Sir Keith Thomas is a Fellow of All Souls College and former President of Corpus Christi College, Oxford.  A former trustee of the National Gallery and the British Museum, he is an Honorary 9780199247233Vice-President of the Royal Historical Society and was President of the British Academy between 1993 and 1997.  His most recent book, The Ends of Life: Roads to Fulfillment in Early Modern England, asks a very important question, “how should we live?”. Thomas explores the history of early modern England to reveal the ways in which people sought to lead fulfilling lives, illuminating the central values of the age, while casting incidental light on some of the perennial problems of human existence.  In the excerpt below, Thomas considers an ancient question, “can material wealth make us happy?”.
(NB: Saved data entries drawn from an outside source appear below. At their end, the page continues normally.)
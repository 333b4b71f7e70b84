use std::sync::Arc;

use chrono::{DateTime, Duration, Utc};
use dashmap::DashMap;
use dashmap::mapref::entry::Entry as MapEntry;

use super::{AttemptStore, StoreError};
use crate::clock::Clock;

#[derive(Debug, Clone, Copy)]
struct Entry {
    value: i64,
    expires_at: DateTime<Utc>,
}

impl Entry {
    fn is_live(&self, now: DateTime<Utc>) -> bool {
        now < self.expires_at
    }
}

/// In-process attempt store.
///
/// Per-key atomicity comes from the shard lock held by `DashMap::entry`.
pub struct MemoryStore {
    entries: DashMap<String, Entry>,
    clock: Arc<dyn Clock>,
}

impl MemoryStore {
    pub fn new(clock: Arc<dyn Clock>) -> Self {
        Self {
            entries: DashMap::new(),
            clock,
        }
    }

    /// Drops expired entries and returns how many were removed.
    pub fn purge_expired(&self) -> usize {
        let now = self.clock.now();
        let before = self.entries.len();
        self.entries.retain(|_, entry| entry.is_live(now));
        let removed = before.saturating_sub(self.entries.len());
        if removed > 0 {
            tracing::debug!(removed, remaining = self.entries.len(), "Purged expired attempt entries");
        }
        removed
    }

    fn expiry(&self, key: &str, ttl: Duration) -> Result<DateTime<Utc>, StoreError> {
        if ttl <= Duration::zero() {
            return Err(StoreError::InvalidTtl {
                key: key.to_string(),
                ttl_ms: ttl.num_milliseconds(),
            });
        }
        self.clock
            .now()
            .checked_add_signed(ttl)
            .ok_or_else(|| StoreError::InvalidTtl {
                key: key.to_string(),
                ttl_ms: ttl.num_milliseconds(),
            })
    }
}

impl AttemptStore for MemoryStore {
    fn get(&self, key: &str) -> Result<Option<i64>, StoreError> {
        let now = self.clock.now();
        Ok(self
            .entries
            .get(key)
            .filter(|entry| entry.is_live(now))
            .map(|entry| entry.value))
    }

    fn incr(&self, key: &str, ttl: Duration) -> Result<i64, StoreError> {
        let now = self.clock.now();
        let expires_at = self.expiry(key, ttl)?;

        match self.entries.entry(key.to_string()) {
            MapEntry::Occupied(mut occupied) => {
                let entry = occupied.get_mut();
                if entry.is_live(now) {
                    entry.value = entry
                        .value
                        .checked_add(1)
                        .ok_or_else(|| StoreError::Overflow(key.to_string()))?;
                } else {
                    *entry = Entry {
                        value: 1,
                        expires_at,
                    };
                }
                Ok(entry.value)
            }
            MapEntry::Vacant(vacant) => {
                vacant.insert(Entry {
                    value: 1,
                    expires_at,
                });
                Ok(1)
            }
        }
    }

    fn set(&self, key: &str, value: i64, ttl: Duration) -> Result<(), StoreError> {
        let expires_at = self.expiry(key, ttl)?;
        self.entries
            .insert(key.to_string(), Entry { value, expires_at });
        Ok(())
    }

    fn expire(&self, key: &str, ttl: Duration) -> Result<bool, StoreError> {
        let now = self.clock.now();
        let expires_at = self.expiry(key, ttl)?;
        match self.entries.get_mut(key) {
            Some(mut entry) if entry.is_live(now) => {
                entry.expires_at = expires_at;
                Ok(true)
            }
            _ => Ok(false),
        }
    }

    fn delete(&self, key: &str) -> Result<(), StoreError> {
        self.entries.remove(key);
        Ok(())
    }
}

#[cfg(test)]
mod tests {
    use super::*;
    use crate::clock::ManualClock;

    fn store() -> (Arc<ManualClock>, MemoryStore) {
        let clock = Arc::new(ManualClock::new(
            DateTime::from_timestamp(1_700_000_000, 0).unwrap(),
        ));
        let store = MemoryStore::new(clock.clone());
        (clock, store)
    }

    #[test]
    fn incr_starts_at_one_and_counts_up() {
        let (_, store) = store();
        assert_eq!(store.incr("k", Duration::minutes(1)).unwrap(), 1);
        assert_eq!(store.incr("k", Duration::minutes(1)).unwrap(), 2);
        assert_eq!(store.get("k").unwrap(), Some(2));
    }

    #[test]
    fn incr_keeps_the_original_window() {
        let (clock, store) = store();
        store.incr("k", Duration::seconds(60)).unwrap();
        clock.advance(Duration::seconds(50));
        store.incr("k", Duration::seconds(60)).unwrap();
        clock.advance(Duration::seconds(11));
        assert_eq!(store.get("k").unwrap(), None);
    }

    #[test]
    fn incr_restarts_after_expiry() {
        let (clock, store) = store();
        store.incr("k", Duration::seconds(10)).unwrap();
        store.incr("k", Duration::seconds(10)).unwrap();
        clock.advance(Duration::seconds(10));
        assert_eq!(store.incr("k", Duration::seconds(10)).unwrap(), 1);
    }

    #[test]
    fn set_overwrites_value_and_ttl() {
        let (clock, store) = store();
        store.incr("k", Duration::seconds(10)).unwrap();
        store.set("k", 7, Duration::seconds(100)).unwrap();
        clock.advance(Duration::seconds(50));
        assert_eq!(store.get("k").unwrap(), Some(7));
    }

    #[test]
    fn delete_is_idempotent() {
        let (_, store) = store();
        store.set("k", 1, Duration::seconds(10)).unwrap();
        store.delete("k").unwrap();
        store.delete("k").unwrap();
        assert_eq!(store.get("k").unwrap(), None);
    }

    #[test]
    fn zero_ttl_is_rejected() {
        let (_, store) = store();
        let err = store.set("k", 1, Duration::zero()).unwrap_err();
        assert!(matches!(err, StoreError::InvalidTtl { .. }));
    }

    #[test]
    fn purge_removes_only_expired_entries() {
        let (clock, store) = store();
        store.set("short", 1, Duration::seconds(5)).unwrap();
        store.set("long", 1, Duration::seconds(500)).unwrap();
        clock.advance(Duration::seconds(6));
        assert_eq!(store.purge_expired(), 1);
        assert!(!store.entries.contains_key("short"));
        assert_eq!(store.get("long").unwrap(), Some(1));
    }

    #[test]
    fn expire_moves_the_deadline_but_keeps_the_value() {
        let (clock, store) = store();
        store.incr("k", Duration::seconds(10)).unwrap();
        store.incr("k", Duration::seconds(10)).unwrap();
        clock.advance(Duration::seconds(8));
        assert!(store.expire("k", Duration::seconds(100)).unwrap());
        clock.advance(Duration::seconds(50));
        assert_eq!(store.get("k").unwrap(), Some(2));
        assert_eq!(store.incr("k", Duration::seconds(10)).unwrap(), 3);
    }

    #[test]
    fn expire_ignores_missing_and_expired_keys() {
        let (clock, store) = store();
        assert!(!store.expire("missing", Duration::seconds(10)).unwrap());
        store.set("k", 1, Duration::seconds(5)).unwrap();
        clock.advance(Duration::seconds(5));
        assert!(!store.expire("k", Duration::seconds(10)).unwrap());
        assert_eq!(store.get("k").unwrap(), None);
    }

    #[test]
    fn concurrent_increments_are_not_lost() {
        let (_, store) = store();
        let store = Arc::new(store);
        let handles: Vec<_> = (0..8)
            .map(|_| {
                let store = store.clone();
                std::thread::spawn(move || {
                    for _ in 0..100 {
                        store.incr("shared", Duration::minutes(5)).unwrap();
                    }
                })
            })
            .collect();
        for handle in handles {
            handle.join().unwrap();
        }
        assert_eq!(store.get("shared").unwrap(), Some(800));
    }
}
What a contrast between this new acceptance of limitless desire and the sixteenth-century doctrine that needs were fixed and that superfluities should be given away!  How did the belief in the desirability of ever more wealth and possessions come to supersede the older notion that riches were a spiritual danger and their pursuit and unworthy preoccupation?  How was it that religious leaders eventually ‘acquiesced in the popular assumption that the acquisition of riches was the main end of man’?

Those questions were first posed by the great German sociologist Max Weber, and asked again over eighty years ago by R.H. Tawney, in his Religion and the Rise of Capitalism (1926)…What he did show was that Puritan clergy (along with others) legitimized a business career as an acceptable calling for a godly person to follow.  But they never regarded it as more than one of many such acceptable callings; and they continued to believe that the pursuit of wealth for its own sake was reprehensible.  Riches were to be employed for the good of all, not for private advantage.

To explain how moneymaking came to be thought a desirable human objective, we have to look beyond Puritanism.  Some weight should be given to the influence of a legal tradition which upheld private property and the individual right to lawful acquisition.  As a Jacobean recorder of London remarked, the law allowed every man to go his own way and accumulate wealth.  Hence the belief of a Tudor rack-renting landlord

That with his own he might

always do as he list.

A similar report was made by a recalcitrant offender before the Court of Star Chamber in 1599: ‘My goods are mine own…I will do what I list with them.’  Legal individualism of this kind, reflecting a strong sense of personal property, had been visible in late medieval rural society.  Ubiquitous in the early modern period, it was forcefully expressed in 1656 by the Leicestershire minister Joseph Lee, who, in defense of enclosing landlords, defiantly asked: ‘may not every man lawfully put his commodity to the best advantage, provided he do it without prejudice to others?’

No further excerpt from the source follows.